Last weekend, I watched all six episodes of the new Adam Curtis show, Can’t Get You Out of My Head, which comes in at about eight hours. I’m still thinking about the show, but my initial thoughts are somewhat critical.
- First off, I loved that the first mention of Discordianism was approximately 23 minutes in. Beautiful attention to detail.
- In many ways, this felt like a direct continuation of Curtis’s other documentaries, with the same mix of B-roll footage, out of context archive shots and tasteful music.
- In a show that talks about power and narrative, Curtis’s use of his voice as a patrician BBC voiceover is suspect. This should be parodic, but he seems to be playing it straight.
- Many of the ideas Curtis uses are quite simple, and thrown out of linear order just to create patterns and juxtapositions.
- Some of these juxtapositions begin to seem trite. ‘Saudi Arabia is a fairyland, just like Tupac Shakur’s version of LA!’ ‘The KKK are like Isis, who are just like English folk dances before world war two!’
- There is a loss of context to the images, which is sometimes problematic. We’re lulled into not questioning the origin of footage and ideas. At one point, shocking footage is shown of what looks like preparations for a mass execution, the victim’s faces blurred. Were they blurred by the BBC or by the people who shot and edited the original footage?

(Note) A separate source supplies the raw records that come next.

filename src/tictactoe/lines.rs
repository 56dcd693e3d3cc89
//! Winning line analysis for Tic-Tac-Toe

use super::{Cell, Player};

/// Winning line indices on the 3x3 board
pub const WINNING_LINES: [[usize; 3]; 8] = [
    [0, 1, 2],
    [3, 4, 5],
    [6, 7, 8], // rows
    [0, 3, 6],
    [1, 4, 7],
    [2, 5, 8], // columns
    [0, 4, 8],
    [2, 4, 6], // diagonals
];

/// Utility for analyzing winning lines in Tic-Tac-Toe
pub struct LineAnalyzer;

impl LineAnalyzer {
    /// Owner of a completed line, if all three cells hold the same mark
    pub fn line_owner(cells: &[Cell; 9], line: &[usize; 3]) -> Option<Player> {
        let first = cells[line[0]].to_player()?;
        line[1..]
            .iter()
            .all(|&idx| cells[idx] == first.to_cell())
            .then_some(first)
    }

    /// Scan every line and report the three-in-a-row owner.
    ///
    /// Lines are scanned in [`WINNING_LINES`] order and a later completed line
    /// overrides an earlier one. Under alternating play only one player can
    /// complete a line, so this only matters for hand-built positions.
    pub fn predict_winner(cells: &[Cell; 9]) -> Option<Player> {
        WINNING_LINES
            .iter()
            .filter_map(|line| Self::line_owner(cells, line))
            .last()
    }
}
//! Command-line front end: training runs, interactive play and inspection

pub mod commands;
pub mod config;
pub mod human;
pub mod output;
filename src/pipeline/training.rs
//! Multi-episode training and evaluation runs

use serde::{Deserialize, Serialize};

use super::episode::{
    Episode, Seats, demo_episode, train_duel_episode, train_self_play_episode,
};
use crate::{
    Result,
    ports::Observer,
    tictactoe::{GameOutcome, Player},
};

/// Run configuration
#[derive(Debug, Clone, Serialize, Deserialize)]
pub struct TrainingConfig {
    /// Number of games to play
    pub episodes: usize,

    /// Which player opens the first game
    pub first_player: Player,

    /// Swap the opening player after every game
    pub alternate_first: bool,
}

impl Default for TrainingConfig {
    fn default() -> Self {
        Self {
            episodes: 3000,
            first_player: Player::O,
            alternate_first: false,
        }
    }
}

/// Tally of a run, counted by mark
#[derive(Debug, Clone, Serialize, Deserialize)]
pub struct TrainingResult {
    pub total_games: usize,
    pub x_wins: usize,
    pub o_wins: usize,
    pub draws: usize,
    pub x_win_rate: f64,
    pub o_win_rate: f64,
    pub draw_rate: f64,
}

impl TrainingResult {
    pub fn new(total_games: usize, x_wins: usize, o_wins: usize, draws: usize) -> Self {
        let rate = |count: usize| {
            if total_games > 0 {
                count as f64 / total_games as f64
            } else {
                0.0
            }
        };

        Self {
            total_games,
            x_wins,
            o_wins,
            draws,
            x_win_rate: rate(x_wins),
            o_win_rate: rate(o_wins),
            draw_rate: rate(draws),
        }
    }

    /// Wins for `player`
    pub fn wins(&self, player: Player) -> usize {
        match player {
            Player::X => self.x_wins,
            Player::O => self.o_wins,
        }
    }
}

#[derive(Debug, Clone, Copy, PartialEq, Eq)]
enum Phase {
    Train,
    Evaluate,
}

/// Drives many episodes and reports them to observers
pub struct TrainingPipeline {
    config: TrainingConfig,
    observers: Vec<Box<dyn Observer>>,
}

impl TrainingPipeline {
    pub fn new(config: TrainingConfig) -> Self {
        Self {
            config,
            observers: Vec::new(),
        }
    }

    /// Add an observer to the pipeline
    pub fn with_observer(mut self, observer: Box<dyn Observer>) -> Self {
        self.observers.push(observer);
        self
    }

    /// Train with exploration and TD updates.
    ///
    /// A single seat trains by self-play; a pair trains as a duel.
    pub fn train(&mut self, seats: &mut Seats<'_>) -> Result<TrainingResult> {
        self.run(seats, Phase::Train)
    }

    /// Greedy play only; no table is modified
    pub fn evaluate(&mut self, seats: &mut Seats<'_>) -> Result<TrainingResult> {
        self.run(seats, Phase::Evaluate)
    }

    fn run(&mut self, seats: &mut Seats<'_>, phase: Phase) -> Result<TrainingResult> {
        let total = self.config.episodes;
        log::info!(
            "{:?} run: {} games, {} first{}",
            phase,
            total,
            self.config.first_player,
            if self.config.alternate_first { ", alternating" } else { "" }
        );

        for observer in &mut self.observers {
            observer.on_training_start(total)?;
        }

        let (mut x_wins, mut o_wins, mut draws) = (0, 0, 0);
        let mut first = self.config.first_player;

        for game_num in 0..total {
            for observer in &mut self.observers {
                observer.on_game_start(game_num)?;
            }

            let episode = Self::play(seats, phase, first)?;
            log::debug!(
                "game {game_num}: {:?} after {} moves, final '{}'",
                episode.outcome,
                episode.steps.len(),
                episode.final_state()
            );

            self.notify_episode(game_num, &episode)?;

            match episode.outcome {
                GameOutcome::Win(Player::X) => x_wins += 1,
                GameOutcome::Win(Player::O) => o_wins += 1,
                GameOutcome::Draw => draws += 1,
            }

            if self.config.alternate_first {
                first = first.opponent();
            }
        }

        for observer in &mut self.observers {
            observer.on_training_end()?;
        }

        let result = TrainingResult::new(total, x_wins, o_wins, draws);
        log::info!(
            "{:?} done: X {} / O {} / draw {}",
            phase,
            result.x_wins,
            result.o_wins,
            result.draws
        );
        Ok(result)
    }

    fn play(seats: &mut Seats<'_>, phase: Phase, first: Player) -> Result<Episode> {
        match (phase, seats) {
            (Phase::Evaluate, seats) => demo_episode(seats, first),
            (Phase::Train, Seats::Single(agent)) => train_self_play_episode(agent, first),
            (Phase::Train, Seats::Pair { x, o }) => train_duel_episode(x, o, first),
        }
    }

    fn notify_episode(&mut self, game_num: usize, episode: &Episode) -> Result<()> {
        for observer in &mut self.observers {
            for (step_num, step) in episode.steps.iter().enumerate() {
                observer.on_move(game_num, step_num, &step.prior, &step.next, step.player)?;
            }
            observer.on_game_end(game_num, episode.outcome)?;
        }
        Ok(())
    }
}
mod error;
mod http;
mod repository;
mod service;

pub use self::error::ErrorResponse;
pub use self::http::HttpError;
pub use self::repository::RepositoryError;
pub use self::service::ServiceError;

- Curtis often talks about how the world had gone “badly wrong” for the middle classes, sometimes supporting this by proximity to appalling outrages on less-privileged groups. I think that someone like Curtis could always show the middle classes being unhappy and unsettled with whatever the mainstream ideology was.

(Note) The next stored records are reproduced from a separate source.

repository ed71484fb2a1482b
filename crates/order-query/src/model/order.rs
use crate::model::{Delivery, Member, UnknownStatus};
use chrono::NaiveDateTime;
use serde::{Deserialize, Serialize};
use sqlx::FromRow;
use utoipa::ToSchema;

#[derive(Debug, Clone, Copy, PartialEq, Eq, Hash, Serialize, Deserialize, ToSchema)]
#[serde(rename_all = "UPPERCASE")]
pub enum OrderStatus {
    Order,
    Cancel,
}

impl OrderStatus {
    pub fn as_str(&self) -> &'static str {
        match self {
            OrderStatus::Order => "ORDER",
            OrderStatus::Cancel => "CANCEL",
        }
    }
}

impl TryFrom<String> for OrderStatus {
    type Error = UnknownStatus;

    fn try_from(value: String) -> Result<Self, Self::Error> {
        match value.as_str() {
            "ORDER" => Ok(OrderStatus::Order),
            "CANCEL" => Ok(OrderStatus::Cancel),
            _ => Err(UnknownStatus {
                kind: "order",
                value,
            }),
        }
    }
}

/// A bare `orders` row: associations are still ids.
#[derive(Debug, Clone, PartialEq, Eq, FromRow)]
pub struct OrderRecord {
    pub order_id: i64,
    pub member_id: i64,
    pub delivery_id: i64,
    pub order_date: NaiveDateTime,
    #[sqlx(try_from = "String")]
    pub status: OrderStatus,
}

/// An order with both associations resolved.
#[derive(Debug, Clone, PartialEq, Eq)]
pub struct Order {
    pub id: i64,
    pub member: Member,
    pub delivery: Delivery,
    pub order_date: NaiveDateTime,
    pub status: OrderStatus,
}

impl Order {
    pub fn from_record(record: OrderRecord, member: Member, delivery: Delivery) -> Self {
        Self {
            id: record.order_id,
            member,
            delivery,
            order_date: record.order_date,
            status: record.status,
        }
    }
}

#[cfg(test)]
mod tests {
    use super::*;
    use crate::model::DeliveryStatus;

    #[test]
    fn statuses_parse_from_their_stored_form() {
        for status in [OrderStatus::Order, OrderStatus::Cancel] {
            assert_eq!(
                OrderStatus::try_from(status.as_str().to_string()).unwrap(),
                status
            );
        }
        for status in [DeliveryStatus::Ready, DeliveryStatus::Comp] {
            assert_eq!(
                DeliveryStatus::try_from(status.as_str().to_string()).unwrap(),
                status
            );
        }
    }

    #[test]
    fn unknown_status_is_rejected() {
        let err = OrderStatus::try_from("order".to_string()).unwrap_err();
        assert_eq!(err.kind, "order");
        assert_eq!(err.to_string(), "unknown order status: 'order'");
    }

    #[test]
    fn status_serializes_upper_case() {
        assert_eq!(
            serde_json::to_string(&OrderStatus::Cancel).unwrap(),
            "\"CANCEL\""
        );
        assert_eq!(
            serde_json::to_string(&DeliveryStatus::Comp).unwrap(),
            "\"COMP\""
        );
    }
}
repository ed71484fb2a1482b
use crate::model::OrderStatus;
use serde::{Deserialize, Serialize};

/// Filter for the order listing. Unset fields match every order, so
/// `OrderSearch::default()` lists everything.
#[derive(Debug, Clone, Default, PartialEq, Eq, Serialize, Deserialize)]
#[serde(rename_all = "camelCase")]
pub struct OrderSearch {
    pub member_name: Option<String>,
    pub order_status: Option<OrderStatus>,
}

impl OrderSearch {
    /// The member-name filter, or `None` when it is blank.
    pub fn member_name_filter(&self) -> Option<&str> {
        self.member_name
            .as_deref()
            .map(str::trim)
            .filter(|name| !name.is_empty())
    }
}
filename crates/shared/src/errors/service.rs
use crate::errors::repository::RepositoryError;
use thiserror::Error;

#[derive(Debug, Error)]
pub enum ServiceError {
    #[error("Repository error: {0}")]
    Repo(#[from] RepositoryError),
}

- Towards the end, Curtis talks about use of neural networks on the web, and how patterns in the data are analysed without context or meaning. The implicit self-critique is palpable.

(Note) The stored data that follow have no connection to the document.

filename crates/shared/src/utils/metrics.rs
use prometheus_client::metrics::gauge::Gauge;
use prometheus_client::registry::Registry;
use std::{
    fs,
    sync::Arc,
    time::{Duration, SystemTime, UNIX_EPOCH},
};
use sysinfo::System;
use tracing::debug;

const COLLECT_INTERVAL: Duration = Duration::from_secs(15);

fn get_thread_count(pid: usize) -> Option<i64> {
    let contents = fs::read_to_string(format!("/proc/{pid}/status")).ok()?;

    contents
        .lines()
        .find(|line| line.starts_with("Threads:"))
        .and_then(|line| line.split_whitespace().nth(1))
        .and_then(|count| count.parse::<i64>().ok())
}

/// Process-level gauges refreshed by [`run_metrics_collector`].
#[derive(Debug, Clone, Default)]
pub struct SystemMetrics {
    pub memory_alloc_bytes: Gauge,
    pub memory_sys_bytes: Gauge,
    pub available_memory_kib: Gauge,
    pub thread_usage: Gauge,
    pub cpu_usage_percent: Gauge,
    pub process_start_time: Gauge,
}

impl SystemMetrics {
    pub fn new() -> Self {
        let metrics = Self::default();

        let start_time = SystemTime::now()
            .duration_since(UNIX_EPOCH)
            .map(|d| d.as_secs() as i64)
            .unwrap_or_default();
        metrics.process_start_time.set(start_time);

        metrics
    }

    pub fn register(&self, registry: &mut Registry) {
        registry.register(
            "process_memory_alloc_bytes",
            "Resident memory of the process in bytes",
            self.memory_alloc_bytes.clone(),
        );
        registry.register(
            "process_memory_sys_bytes",
            "Virtual memory of the process in bytes",
            self.memory_sys_bytes.clone(),
        );
        registry.register(
            "system_available_memory_kib",
            "Available system memory in KiB",
            self.available_memory_kib.clone(),
        );
        registry.register(
            "process_thread_total",
            "Threads owned by the process",
            self.thread_usage.clone(),
        );
        registry.register(
            "system_cpu_usage_percent",
            "Global cpu usage",
            self.cpu_usage_percent.clone(),
        );
        registry.register(
            "process_start_time_seconds",
            "Start time of the process since unix epoch in seconds",
            self.process_start_time.clone(),
        );
    }

    pub fn update_metrics(&self) {
        let mut sys = System::new_all();
        sys.refresh_all();

        let pid = std::process::id() as usize;

        if let Some(process) = sys.process(sysinfo::Pid::from(pid)) {
            self.memory_alloc_bytes.set(process.memory() as i64);
            self.memory_sys_bytes.set(process.virtual_memory() as i64);
        }

        self.available_memory_kib
            .set((sys.available_memory() / 1_024) as i64);
        self.cpu_usage_percent.set(sys.global_cpu_usage() as i64);

        if let Some(thread_count) = get_thread_count(pid) {
            self.thread_usage.set(thread_count);
        }

        debug!("📈 Process metrics refreshed");
    }
}

pub async fn run_metrics_collector(system_metrics: Arc<SystemMetrics>) {
    let mut interval = tokio::time::interval(COLLECT_INTERVAL);
    loop {
        interval.tick().await;
        system_metrics.update_metrics();
    }
}
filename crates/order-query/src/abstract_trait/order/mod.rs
pub mod repository;
pub mod service;
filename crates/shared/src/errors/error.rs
use serde::{Deserialize, Serialize};
use utoipa::ToSchema;

#[derive(Debug, Serialize, Deserialize, ToSchema)]
pub struct ErrorResponse {
    pub status: String,
    pub message: String,
}
use crate::domain::response::SimpleOrderResponse;
use async_trait::async_trait;
use shared::errors::RepositoryError;
use std::sync::Arc;

pub type DynOrderSimpleQueryRepository = Arc<dyn OrderSimpleQueryRepositoryTrait + Send + Sync>;

#[async_trait]
pub trait OrderSimpleQueryRepositoryTrait {
    /// Selects only the view columns and builds the view rows directly.
    async fn find_order_dtos(&self) -> Result<Vec<SimpleOrderResponse>, RepositoryError>;
}
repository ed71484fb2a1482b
mod order_search;

pub use self::order_search::OrderSearch;
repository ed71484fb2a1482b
use tracing::{error, info};

/// Resolves on Ctrl+C, or on SIGTERM where the platform has it.
pub async fn shutdown_signal() {
    let ctrl_c = async {
        if let Err(e) = tokio::signal::ctrl_c().await {
            error!("Failed to listen for Ctrl+C: {e}");
        }
    };

    #[cfg(unix)]
    let terminate = async {
        match tokio::signal::unix::signal(tokio::signal::unix::SignalKind::terminate()) {
            Ok(mut signal) => {
                signal.recv().await;
            }
            Err(e) => {
                error!("Failed to listen for SIGTERM: {e}");
                std::future::pending::<()>().await;
            }
        }
    };

    #[cfg(not(unix))]
    let terminate = std::future::pending::<()>();

    tokio::select! {
        _ = ctrl_c => info!("🛑 Shutdown signal received (Ctrl+C)."),
        _ = terminate => info!("🛑 Shutdown signal received (SIGTERM)."),
    }
}
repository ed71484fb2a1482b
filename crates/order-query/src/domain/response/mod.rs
mod order;
mod simple_order;

pub use self::order::{DeliveryResponse, MemberResponse, OrderResponse};
pub use self::simple_order::SimpleOrderResponse;
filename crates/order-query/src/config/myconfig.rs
use anyhow::{Context, Result, anyhow};

#[derive(Debug, Clone)]
pub struct Config {
    pub database_url: String,
    pub port: u16,
    pub run_migrations: bool,
    pub db_max_conn: u32,
    pub db_min_conn: u32,
    pub otel_endpoint: Option<String>,
    pub is_dev: bool,
    pub enable_file_log: bool,
}

impl Config {
    pub fn init() -> Result<Self> {
        let database_url =
            std::env::var("DATABASE_URL").context("Missing environment variable: DATABASE_URL")?;
        let port_str = std::env::var("PORT").context("Missing environment variable: PORT")?;

        let port = port_str
            .parse::<u16>()
            .context("PORT must be a valid u16 integer")?;

        let run_migrations = parse_run_migrations(
            &std::env::var("RUN_MIGRATIONS").unwrap_or_else(|_| "true".to_string()),
        )?;

        let db_max_conn: u32 = std::env::var("DB_MAX_CONNECTION")
            .unwrap_or_else(|_| "5".to_string())
            .parse::<u32>()
            .context("Unable to parse DB_MAX_CONNECTION as u32")?;

        let db_min_conn: u32 = std::env::var("DB_MIN_CONNECTION")
            .unwrap_or_else(|_| "1".to_string())
            .parse::<u32>()
            .context("Unable to parse DB_MIN_CONNECTION as u32")?;

        let otel_endpoint = std::env::var("OTEL_ENDPOINT")
            .ok()
            .filter(|endpoint| !endpoint.trim().is_empty());

        let is_dev = std::env::var("DEV_MODE")
            .map(|v| v == "true" || v == "1")
            .unwrap_or(false);
        let enable_file_log = std::env::var("ENABLE_FILE_LOG")
            .map(|v| v == "true")
            .unwrap_or(false);

        Ok(Self {
            database_url,
            port,
            run_migrations,
            db_max_conn,
            db_min_conn,
            otel_endpoint,
            is_dev,
            enable_file_log,
        })
    }
}

fn parse_run_migrations(value: &str) -> Result<bool> {
    match value {
        "true" => Ok(true),
        "false" => Ok(false),
        other => Err(anyhow!(
            "RUN_MIGRATIONS must be 'true' or 'false', got '{}'",
            other
        )),
    }
}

- But, at the same time, there is a fascinating twist, which comes too late to be followed up. Having spoken about manipulation through social media, Curtis questions the idea of this through the replication crisis.
- After talking for hours about the growth in bureaucratic power, Curtis briefly moves to discussing Brexit. He questions the idea that Brexit was a manipulation of Leavers by outside forces, implying that Brexit might even be a positive way of reclaiming the collective power has been undermined over years. It’s a disturbing and fascinating moment.
- It feels like the next Curtis documentary could be very interesting.
What fascinates me about this show, and makes it worth discussing, is that Curtis seems to be making a provocative, inspiring narrative, but one that is almost drowned by his tropes. That positive story is about the limits of individuality, and the need for collective stories to change the world. Rather than focus on the anxiety and confusion, he could have focussed on people gathering together. It’s that show that has excited me, rather than the one discussed above.
Curtis deals in hidden narratives, but the film begins and ends with David Graeber’s inspiring quote: “The ultimate hidden truth of the world is that it is something we make. And could just as easily make different”.